Après, il y a eu les coups. Le seuil franchi. Le premier meurtre : un gamin de quinze ans, Komezamahoro, Jean-Nepomuscène Komezamahoro. La balle à bout portant. Un meurtre puis un autre meurtre. Le crime suivi d’autres crimes. La porte était ouverte pour laisser passer la cruauté. La torture. Les cadavres par centaines dans les rues de Bujumbura un matin de décembre de l’année 2015. Les fosses communes. Les disparus. La terreur. Les femmes martyrisées. Transgression de toutes les lois humaines. Franchissement de toutes les limites.
La cruauté normalisée, légalisée, le discours officiel grandiloquent
Il y a eu des choses difficiles. Des choses difficiles à raconter. Des choses qui échappent aux mots. Des choses gravées sur le visage des victimes. Des choses sans aucune explication possible. Des choses infligées par des hommes à d’autres hommes. La cruauté au-delà de la cruauté. La cruauté comme droit souverain. La cruauté normalisée, légalisée, le discours officiel grandiloquent. La cruauté comme liberté absolue. La passion de la cruauté. L’habitude de la cruauté. L’insatiable cruauté réclamant aussitôt assouvie d’autres victimes. Des victimes, encore et encore. Des victimes condamnées à payer. Payer d’exister.
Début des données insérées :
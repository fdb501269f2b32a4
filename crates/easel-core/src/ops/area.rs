//! Neighborhood filters: Gaussian blur, sharpen, Canny edge detection,
//! median and morphology.
//!
//! Blur, sharpen and Canny read past the image border with reflect-101
//! addressing (`gfedcb|abcdefgh|gfedcba`), so a 1-pixel image is its own
//! neighborhood. Median and morphology replicate the edge pixel instead.

use std::cmp::{max, min};
use std::str::FromStr;

use serde::{Deserialize, Serialize};

use crate::buffer::{Channels, ImageBuffer};
use crate::luminance::luma_plane;

use super::pixel::expand_plane;
use super::OpsError;

/// Map an out-of-range coordinate back inside `0..n` by mirroring without
/// repeating the edge pixel.
#[inline]
fn reflect_101(i: isize, n: usize) -> usize {
    if n == 1 {
        return 0;
    }
    let n = n as isize;
    let period = 2 * (n - 1);
    let i = i.rem_euclid(period);
    (if i >= n { period - i } else { i }) as usize
}

#[inline]
fn clamp_index(i: isize, n: usize) -> usize {
    i.clamp(0, n as isize - 1) as usize
}

/// Normalized 1-D Gaussian weights for a `2 * radius + 1` tap kernel.
///
/// Sigma is derived from the kernel size as
/// `0.3 * ((size - 1) * 0.5 - 1) + 0.8`.
fn gaussian_kernel(radius: u32) -> Vec<f32> {
    let size = 2 * radius as usize + 1;
    let sigma = 0.3 * ((size as f32 - 1.0) * 0.5 - 1.0) + 0.8;
    let denom = 2.0 * sigma * sigma;
    let center = radius as f32;

    let mut weights: Vec<f32> = (0..size)
        .map(|i| {
            let d = i as f32 - center;
            (-(d * d) / denom).exp()
        })
        .collect();
    let sum: f32 = weights.iter().sum();
    for w in &mut weights {
        *w /= sum;
    }
    weights
}
//! Supported file formats and extension detection.

use std::fmt;
use std::path::Path;
use std::str::FromStr;

use serde::{Deserialize, Serialize};
use thiserror::Error;

/// File extensions accepted for loading and saving, lowercase.
pub const SUPPORTED_EXTENSIONS: [&str; 6] = ["jpg", "jpeg", "png", "bmp", "gif", "tiff"];

/// Raster formats the codec reads and writes.
#[derive(Debug, Clone, Copy, PartialEq, Eq, Hash, Serialize, Deserialize)]
#[serde(rename_all = "lowercase")]
pub enum ImageFormat {
    Jpeg,
    Png,
    Bmp,
    Gif,
    Tiff,
}

impl ImageFormat {
    /// Match a file extension, ignoring case and a leading dot.
    pub fn from_extension(ext: &str) -> Option<Self> {
        let ext = ext.trim_start_matches('.').to_ascii_lowercase();
        match ext.as_str() {
            "jpg" | "jpeg" => Some(ImageFormat::Jpeg),
            "png" => Some(ImageFormat::Png),
            "bmp" => Some(ImageFormat::Bmp),
            "gif" => Some(ImageFormat::Gif),
            "tiff" => Some(ImageFormat::Tiff),
            _ => None,
        }
    }

    pub fn from_path(path: &Path) -> Option<Self> {
        path.extension()
            .and_then(|ext| ext.to_str())
            .and_then(Self::from_extension)
    }

    /// Canonical extension used when writing.
    pub const fn extension(self) -> &'static str {
        match self {
            ImageFormat::Jpeg => "jpg",
            ImageFormat::Png => "png",
            ImageFormat::Bmp => "bmp",
            ImageFormat::Gif => "gif",
            ImageFormat::Tiff => "tiff",
        }
    }

    /// Containers that may carry an EXIF orientation tag.
    pub const fn carries_exif(self) -> bool {
        matches!(self, ImageFormat::Jpeg | ImageFormat::Tiff)
    }

    pub(crate) fn to_image_format(self) -> image::ImageFormat {
        match self {
            ImageFormat::Jpeg => image::ImageFormat::Jpeg,
            ImageFormat::Png => image::ImageFormat::Png,
            ImageFormat::Bmp => image::ImageFormat::Bmp,
            ImageFormat::Gif => image::ImageFormat::Gif,
            ImageFormat::Tiff => image::ImageFormat::Tiff,
        }
    }
}

impl fmt::Display for ImageFormat {
    fn fmt(&self, f: &mut fmt::Formatter<'_>) -> fmt::Result {
        f.write_str(self.extension())
    }
}

/// Error for a format name or extension outside [`SUPPORTED_EXTENSIONS`].
#[derive(Debug, Clone, PartialEq, Eq, Error)]
#[error("Unsupported image format: {0}")]
pub struct UnknownFormat(pub String);

impl FromStr for ImageFormat {
    type Err = UnknownFormat;

    fn from_str(s: &str) -> Result<Self, Self::Err> {
        Self::from_extension(s.trim()).ok_or_else(|| UnknownFormat(s.to_string()))
    }
}

/// Whether `path` has one of the supported extensions.
pub fn is_supported_path(path: &Path) -> bool {
    ImageFormat::from_path(path).is_some()
}
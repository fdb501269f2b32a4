//! Bounded linear undo/redo history.
//!
//! [`HistoryStack`] is a fixed-capacity ring buffer with a cursor. Pushing
//! while the cursor is behind the newest entry discards the redo branch;
//! pushing into a full stack evicts the oldest entry. Undo and redo are O(1).
//! Push drops the redo branch slot by slot, so a single push costs the length
//! of that branch; since every entry is dropped at most once, push is
//! amortized O(1). Entries are never mutated once stored.

use std::num::NonZeroUsize;

/// Memory retained by a history entry.
pub trait MemorySize {
    fn memory_size(&self) -> usize;
}

/// Cursor-addressed ring buffer of snapshots.
#[derive(Debug, Clone)]
pub struct HistoryStack<T> {
    slots: Vec<Option<T>>,
    /// Physical index of the oldest entry.
    head: usize,
    len: usize,
    /// Logical index of the current entry; only meaningful when `len > 0`.
    cursor: usize,
}

impl<T> HistoryStack<T> {
    pub fn new(capacity: NonZeroUsize) -> Self {
        let mut slots = Vec::with_capacity(capacity.get());
        slots.resize_with(capacity.get(), || None);
        Self {
            slots,
            head: 0,
            len: 0,
            cursor: 0,
        }
    }

    pub fn capacity(&self) -> usize {
        self.slots.len()
    }

    pub fn len(&self) -> usize {
        self.len
    }

    pub fn is_empty(&self) -> bool {
        self.len == 0
    }

    /// Logical index of the current entry, oldest first.
    pub fn cursor(&self) -> Option<usize> {
        (self.len > 0).then_some(self.cursor)
    }

    #[inline]
    fn physical(&self, logical: usize) -> usize {
        (self.head + logical) % self.slots.len()
    }

    /// Entry at logical position `index`, oldest first.
    pub fn get(&self, index: usize) -> Option<&T> {
        if index >= self.len {
            return None;
        }
        self.slots[self.physical(index)].as_ref()
    }

    pub fn current(&self) -> Option<&T> {
        self.cursor().and_then(|c| self.get(c))
    }

    /// Append `entry` after the cursor and make it current.
    ///
    /// Entries after the cursor are dropped first. If the stack is full the
    /// oldest entry is evicted and returned.
    pub fn push(&mut self, entry: T) -> Option<T> {
        if self.len > 0 {
            for logical in self.cursor + 1..self.len {
                let idx = self.physical(logical);
                self.slots[idx] = None;
            }
            self.len = self.cursor + 1;
        }

        let evicted = if self.len == self.capacity() {
            let oldest = self.slots[self.head].take();
            self.head = (self.head + 1) % self.capacity();
            self.len -= 1;
            oldest
        } else {
            None
        };

        let idx = self.physical(self.len);
        self.slots[idx] = Some(entry);
        self.len += 1;
        self.cursor = self.len - 1;
        evicted
    }

    pub fn can_undo(&self) -> bool {
        self.len > 0 && self.cursor > 0
    }

    pub fn can_redo(&self) -> bool {
        self.len > 0 && self.cursor + 1 < self.len
    }

    /// Step back one entry. Returns the new current entry, or `None` when
    /// already at the oldest one.
    pub fn undo(&mut self) -> Option<&T> {
        if !self.can_undo() {
            return None;
        }
        self.cursor -= 1;
        self.current()
    }

    /// Step forward one entry. Returns the new current entry, or `None` when
    /// already at the newest one.
    pub fn redo(&mut self) -> Option<&T> {
        if !self.can_redo() {
            return None;
        }
        self.cursor += 1;
        self.current()
    }

    pub fn clear(&mut self) {
        for slot in &mut self.slots {
            *slot = None;
        }
        self.head = 0;
        self.len = 0;
        self.cursor = 0;
    }

    /// Drop everything and start over from `seed`.
    pub fn reset(&mut self, seed: T) {
        self.clear();
        self.push(seed);
    }

    /// Entries oldest first, including any redo branch.
    pub fn iter(&self) -> impl Iterator<Item = &T> + '_ {
        (0..self.len).filter_map(move |i| self.get(i))
    }
}

impl<T: MemorySize> HistoryStack<T> {
    /// Total memory retained by all entries.
    pub fn memory_size(&self) -> usize {
        self.iter().map(MemorySize::memory_size).sum()
    }
}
Ce n’est pas hier, ce n’est pas avant-hier, ce n’est nullement demain. C’est aujourd’hui.
Le Burundi pays désapproprié d’humanité, en sécession internationale, replié sur lui-même, ne respectant plus rien ni personne. Et au regard désolé et à la parole inquiète, terrifiée de l’extérieur, le délire de persécution comme parade officielle pour escamoter la réalité réfléchie par le miroir tendu : « De leur faute, c’est de leur faute ! Les Belges, la France, l’Europe, les Etats-Unis, l’Union africaine, les médias… C’est de leur faute ! Tous de connivence ! »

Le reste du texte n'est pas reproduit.